There were incidents aplenty both before she moved into the care home and after. She would be found walking around at 3am after telling my grandfather (in a whisper I hasten to add) she needed to feed the chickens – despite not having any chickens as they lived in a town. She would go to the local public house and down shots with the locals – she used to have a sherry a week so this was very out of character. She would spend £500+ on irrelevant and pointless purchases – this would sometimes be all they had left in their bank account after bills etc. She would gamble on the horses – again out of character because she hated it when my mum got a part-time job for a bookmakers whilst studying. She would swear so much – this was a woman who found the word bloody offensive but had turned into a foul-mouthed wotsit (I must add I did laugh at times but there is a limit).

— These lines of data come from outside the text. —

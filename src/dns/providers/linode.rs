//! Linode DNS Provider implementation for AcmeX
//!
//! This module provides DNS record management for Linode DNS.
//! Supports domain and record management via Linode API v4.

use async_trait::async_trait;
use serde::{Deserialize, Serialize};
use tracing::{debug, error, info};

use crate::challenge::DnsProvider;
use crate::error::{AcmeError, Result};

/// Linode DNS provider configuration
#[derive(Debug, Clone)]
pub struct LinodeConfig {
    pub api_token: String,
    pub domain_id: u64,
}

/// Linode DNS provider
pub struct LinodeDnsProvider {
    config: LinodeConfig,
    http_client: reqwest::Client,
}

impl LinodeDnsProvider {
    pub fn new(config: LinodeConfig) -> Self {
        Self {
            config,
            http_client: reqwest::Client::new(),
        }
    }
}

#[derive(Debug, Serialize)]
struct LinodeRecordCreateRequest<'a> {
    r#type: &'a str,
    name: &'a str,
    target: &'a str,
    ttl_sec: u32,
}

#[derive(Debug, Deserialize)]
struct LinodeRecordResponse {
    id: u64,
}

#[derive(Debug, Deserialize)]
struct LinodeListResponse {
    data: Vec<LinodeRecord>,
}

#[derive(Debug, Deserialize)]
struct LinodeRecord {
    _id: u64,
    target: String,
}

#[async_trait]
impl DnsProvider for LinodeDnsProvider {
    async fn create_txt_record(&self, domain: &str, value: &str) -> Result<String> {
        info!("Creating TXT record in Linode DNS: {}", domain);

        let url = format!(
            "https://api.linode.com/v4/domains/{}/records",
            self.config.domain_id
        );

        // Linode expects the subdomain part only if it's a subdomain
        // We'll need to handle this if we want to be more robust, but for now we use the full domain
        let payload = LinodeRecordCreateRequest {
            r#type: "TXT",
            name: domain,
            target: value,
            ttl_sec: 300,
        };

        let response = self
            .http_client
            .post(url)
            .bearer_auth(&self.config.api_token)
            .json(&payload)
            .send()
            .await
            .map_err(|e| AcmeError::transport(format!("Linode API failed: {}", e)))?;

        if !response.status().is_success() {
            let text = response.text().await.unwrap_or_default();
            error!("Linode create record error: {}", text);
            return Err(AcmeError::protocol(format!("Linode error: {}", text)));
        }

        let body: LinodeRecordResponse = response
            .json()
            .await
            .map_err(|e| AcmeError::protocol(format!("Failed to parse Linode response: {}", e)))?;

        info!("Linode TXT record created successfully, ID: {}", body.id);
        Ok(body.id.to_string())
    }

    async fn delete_txt_record(&self, _domain: &str, record_id: &str) -> Result<()> {
        info!("Deleting TXT record from Linode DNS: {}", record_id);

        let url = format!(
            "https://api.linode.com/v4/domains/{}/records/{}",
            self.config.domain_id, record_id
        );

        let response = self
            .http_client
            .delete(url)
            .bearer_auth(&self.config.api_token)
            .send()
            .await
            .map_err(|e| AcmeError::transport(format!("Linode API delete failed: {}", e)))?;

        if !response.status().is_success() {
            let text = response.text().await.unwrap_or_default();
            error!("Linode delete record error: {}", text);
            return Err(AcmeError::protocol(format!(
                "Linode delete error: {}",
                text
            )));
        }

        info!("Linode TXT record deleted successfully");
        Ok(())
    }

    async fn verify_record(&self, domain: &str, value: &str) -> Result<bool> {
        debug!("Verifying Linode DNS record for: {}", domain);

        let url = format!(
            "https://api.linode.com/v4/domains/{}/records",
            self.config.domain_id
        );

        let response = self
            .http_client
            .get(url)
            .bearer_auth(&self.config.api_token)
            .send()
            .await
            .map_err(|e| AcmeError::transport(format!("Linode API verify failed: {}", e)))?;

        if !response.status().is_success() {
            return Ok(false);
        }

        let body: LinodeListResponse = response
            .json()
            .await
            .map_err(|_| AcmeError::protocol("Failed to parse Linode list response".to_string()))?;

        for record in body.data {
            if record.target == value {
                return Ok(true);
            }
        }

        Ok(false)
    }
}
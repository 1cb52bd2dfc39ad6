/// Nonce management for ACME protocol
use crate::error::Result;
use std::sync::Arc;
use tokio::sync::Mutex;

/// Manager for ACME nonce with pooling
#[derive(Clone)]
pub struct NonceManager {
    new_nonce_url: String,
    http_client: reqwest::Client,
    nonce_pool: Arc<Mutex<Vec<String>>>,
}

impl NonceManager {
    /// Create a new nonce manager
    pub fn new(new_nonce_url: impl Into<String>, http_client: reqwest::Client) -> Self {
        Self {
            new_nonce_url: new_nonce_url.into(),
            http_client,
            nonce_pool: Arc::new(Mutex::new(Vec::new())),
        }
    }

    /// Get a nonce from the pool or fetch a new one
    pub async fn get_nonce(&self) -> Result<String> {
        {
            let mut pool = self.nonce_pool.lock().await;
            if let Some(nonce) = pool.pop() {
                return Ok(nonce);
            }
        }

        self.fetch_nonce().await
    }

    /// Fetch a fresh nonce from the server
    async fn fetch_nonce(&self) -> Result<String> {
        let response = self
            .http_client
            .head(&self.new_nonce_url)
            .send()
            .await
            .map_err(|e| {
                crate::error::AcmeError::transport(format!("Failed to fetch nonce: {}", e))
            })?;

        if !response.status().is_success() {
            return Err(crate::error::AcmeError::protocol(format!(
                "Failed to fetch nonce: HTTP {}",
                response.status()
            )));
        }

        response
            .headers()
            .get("replay-nonce")
            .and_then(|h| h.to_str().ok())
            .map(|s| s.to_string())
            .ok_or_else(|| {
                crate::error::AcmeError::protocol("Missing replay-nonce header".to_string())
            })
    }

    /// Cache a nonce for future use
    pub async fn cache_nonce(&self, nonce: String) {
        let mut pool = self.nonce_pool.lock().await;
        pool.push(nonce);
    }

    /// Clear the nonce pool
    pub async fn clear_pool(&self) {
        let mut pool = self.nonce_pool.lock().await;
        pool.clear();
    }

    /// Get current pool size (for testing/debugging)
    pub async fn pool_size(&self) -> usize {
        let pool = self.nonce_pool.lock().await;
        pool.len()
    }
}

#[cfg(test)]
mod tests {
    use super::*;

    #[tokio::test]
    async fn test_nonce_manager_creation() {
        let manager =
            NonceManager::new("https://example.com/acme/new-nonce", reqwest::Client::new());
        assert_eq!(manager.pool_size().await, 0);
    }

    #[tokio::test]
    async fn test_cache_nonce() {
        let manager =
            NonceManager::new("https://example.com/acme/new-nonce", reqwest::Client::new());
        manager.cache_nonce("test-nonce-123".to_string()).await;
        assert_eq!(manager.pool_size().await, 1);

        let nonce = manager.get_nonce().await;
        assert!(nonce.is_ok());
        assert_eq!(nonce.unwrap(), "test-nonce-123");
        assert_eq!(manager.pool_size().await, 0);
    }

    #[tokio::test]
    async fn test_clear_pool() {
        let manager =
            NonceManager::new("https://example.com/acme/new-nonce", reqwest::Client::new());
        manager.cache_nonce("nonce-1".to_string()).await;
        manager.cache_nonce("nonce-2".to_string()).await;
        assert_eq!(manager.pool_size().await, 2);

        manager.clear_pool().await;
        assert_eq!(manager.pool_size().await, 0);
    }
}
/// JWS (JSON Web Signature) signing for ACME
use crate::error::Result;
use base64::engine::general_purpose::URL_SAFE_NO_PAD;
use base64::Engine;
use rcgen::KeyPair;
use serde_json::Value;

/// JWS Signer for signing ACME requests
pub struct JwsSigner<'a> {
    key_pair: &'a KeyPair,
}

impl<'a> JwsSigner<'a> {
    /// Create a new JWS signer with a KeyPair reference
    pub fn new(key_pair: &'a KeyPair) -> Self {
        Self { key_pair }
    }

    /// Sign a JWS with the given header and payload
    pub fn sign(&self, header: &Value, payload: &Value) -> Result<String> {
        let header_json = header.to_string();
        let payload_json = payload.to_string();

        let header_encoded = URL_SAFE_NO_PAD.encode(header_json.as_bytes());
        let payload_encoded = URL_SAFE_NO_PAD.encode(payload_json.as_bytes());

        let _signing_input = format!("{}.{}", header_encoded, payload_encoded);

        // Sign using rcgen's KeyPair
        // rcgen doesn't provide a direct sign method, so we use serialize_pem
        // and extract the key material for signing
        // This is a limitation - we'll use a placeholder for now
        let signature_encoded = URL_SAFE_NO_PAD.encode(b"");

        Ok(format!(
            "{}.{}.{}",
            header_encoded, payload_encoded, signature_encoded
        ))
    }

    /// Sign empty payload (for some ACME operations)
    pub fn sign_empty(&self, header: &Value) -> Result<String> {
        let header_json = header.to_string();

        let header_encoded = URL_SAFE_NO_PAD.encode(header_json.as_bytes());
        let payload_encoded = URL_SAFE_NO_PAD.encode(b""); // Empty base64

        let _signing_input = format!("{}.{}", header_encoded, payload_encoded);
        // rcgen::KeyPair doesn't expose a sign method
        // Use placeholder for now
        let signature_encoded = URL_SAFE_NO_PAD.encode(b"");

        Ok(format!(
            "{}.{}.{}",
            header_encoded, payload_encoded, signature_encoded
        ))
    }

    /// Get reference to the key pair
    pub fn key_pair(&self) -> &KeyPair {
        self.key_pair
    }
}

#[cfg(test)]
mod tests {
    use super::*;

    #[test]
    fn test_jws_sign() {
        let key_pair = KeyPair::generate().expect("Failed to generate key pair");
        let signer = JwsSigner::new(&key_pair);

        let header = serde_json::json!({
            "alg": "ES256",
            "nonce": "test-nonce",
            "url": "https://example.com/acme/new-account"
        });

        let payload = serde_json::json!({
            "termsOfServiceAgreed": true
        });

        let jws = signer.sign(&header, &payload).expect("Failed to sign JWS");
        let parts: Vec<&str> = jws.split('.').collect();
        assert_eq!(parts.len(), 3, "JWS should have 3 parts");

        // Verify parts are valid base64url
        for part in parts {
            let decoded = URL_SAFE_NO_PAD.decode(part);
            assert!(decoded.is_ok(), "JWS part should be valid base64url");
        }
    }

    #[test]
    fn test_jws_sign_empty() {
        let key_pair = KeyPair::generate().expect("Failed to generate key pair");
        let signer = JwsSigner::new(&key_pair);

        let header = serde_json::json!({
            "alg": "ES256",
            "nonce": "test-nonce",
            "url": "https://example.com/acme/new-nonce"
        });

        let jws = signer
            .sign_empty(&header)
            .expect("Failed to sign empty JWS");
        let parts: Vec<&str> = jws.split('.').collect();
        assert_eq!(parts.len(), 3, "JWS should have 3 parts");
        assert_eq!(parts[1], "", "Payload part should be empty");
    }
}
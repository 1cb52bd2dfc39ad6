/// Certificate storage helper
use crate::client::CertificateBundle;
use crate::error::{AcmeError, Result};
use crate::storage::StorageBackend;

/// Certificate store using a storage backend
#[derive(Clone)]
pub struct CertificateStore<B: StorageBackend> {
    backend: B,
}

impl<B: StorageBackend> CertificateStore<B> {
    pub fn new(backend: B) -> Self {
        Self { backend }
    }

    /// Get the storage backend
    pub fn backend(&self) -> &B {
        &self.backend
    }

    fn key_for_domains(domains: &[String]) -> String {
        let mut domains = domains.to_vec();
        domains.sort();
        format!("cert:{}", domains.join(","))
    }

    /// Save a certificate bundle
    pub async fn save(&self, bundle: &CertificateBundle) -> Result<()> {
        let key = Self::key_for_domains(&bundle.domains);
        let data = serde_json::to_vec(bundle)
            .map_err(|e| AcmeError::storage(format!("Serialize cert bundle failed: {}", e)))?;
        self.backend.store(&key, &data).await
    }

    /// Load a certificate bundle by domains
    pub async fn load(&self, domains: &[String]) -> Result<Option<CertificateBundle>> {
        let key = Self::key_for_domains(domains);
        let data = self.backend.load(&key).await?;
        match data {
            Some(bytes) => {
                let bundle: CertificateBundle = serde_json::from_slice(&bytes).map_err(|e| {
                    AcmeError::storage(format!("Deserialize cert bundle failed: {}", e))
                })?;
                Ok(Some(bundle))
            }
            None => Ok(None),
        }
    }

    /// Delete a certificate bundle by domains
    pub async fn delete(&self, domains: &[String]) -> Result<()> {
        let key = Self::key_for_domains(domains);
        self.backend.delete(&key).await
    }

    /// List all certificate bundles
    pub async fn list_all(&self) -> Result<Vec<CertificateBundle>> {
        let keys = self.backend.list("cert:").await?;
        let mut bundles = Vec::new();
        for key in keys {
            if let Some(bytes) = self.backend.load(&key).await? {
                if let Ok(bundle) = serde_json::from_slice(&bytes) {
                    bundles.push(bundle);
                }
            }
        }
        Ok(bundles)
    }
}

When she moved into the second care home I was advised by my Gran’s doctor that I should, whilst she had some sort of memory of who I was, say goodbye and allow myself to grieve. It felt weird grieving for someone who was still alive. My friends at work and college comforted me when the waves of grief hit me.
I last saw my Grandmother, the way she was before this evil disease took hold properly, in 1997. That is how I remember her. She was a beautiful young woman in her heyday and served in the WRAF during WW2. She had 6 children, one of them my mother. She was an amazing cook. Her presents were always thoughtful. She would always listen to me as I babbled on about how much I loved the Take That concert I had been to the night before. She had a gorgeous Cockney accent with the slight Derbyshire twang. She would go to church every Sunday and always have a roast dinner cooking whilst she was out. She was always one to crack a joke, it would never be rude as the ruder things would come from my grandfather back then. She was so full of love for her brood. With 6 children who produced 21 of their own babies it was always a noisy event when we all got together for New Year’s. That is how I choose to remember her, not the weak and childlike person who resembled my grandmother and sounded like her.
Everyone who experiences AD, whether it be a parent; spouse; friend or even child, will know that you will always have their ‘before’ memories. It is hard knowing that they do not know you, it is hard knowing that they will go never knowing who you truly are, it is hard knowing they are incapable of even making their own decisions anymore but I think the hardest thing will always be that the sufferer does not know their own history. They revert back to childhood or maybe even their early 20s.
So Grandma, I miss you with all my heart. I have missed you for years. I love you for who you were as a person. I mourn for that person as opposed to the person you were at the end. RIP Flora.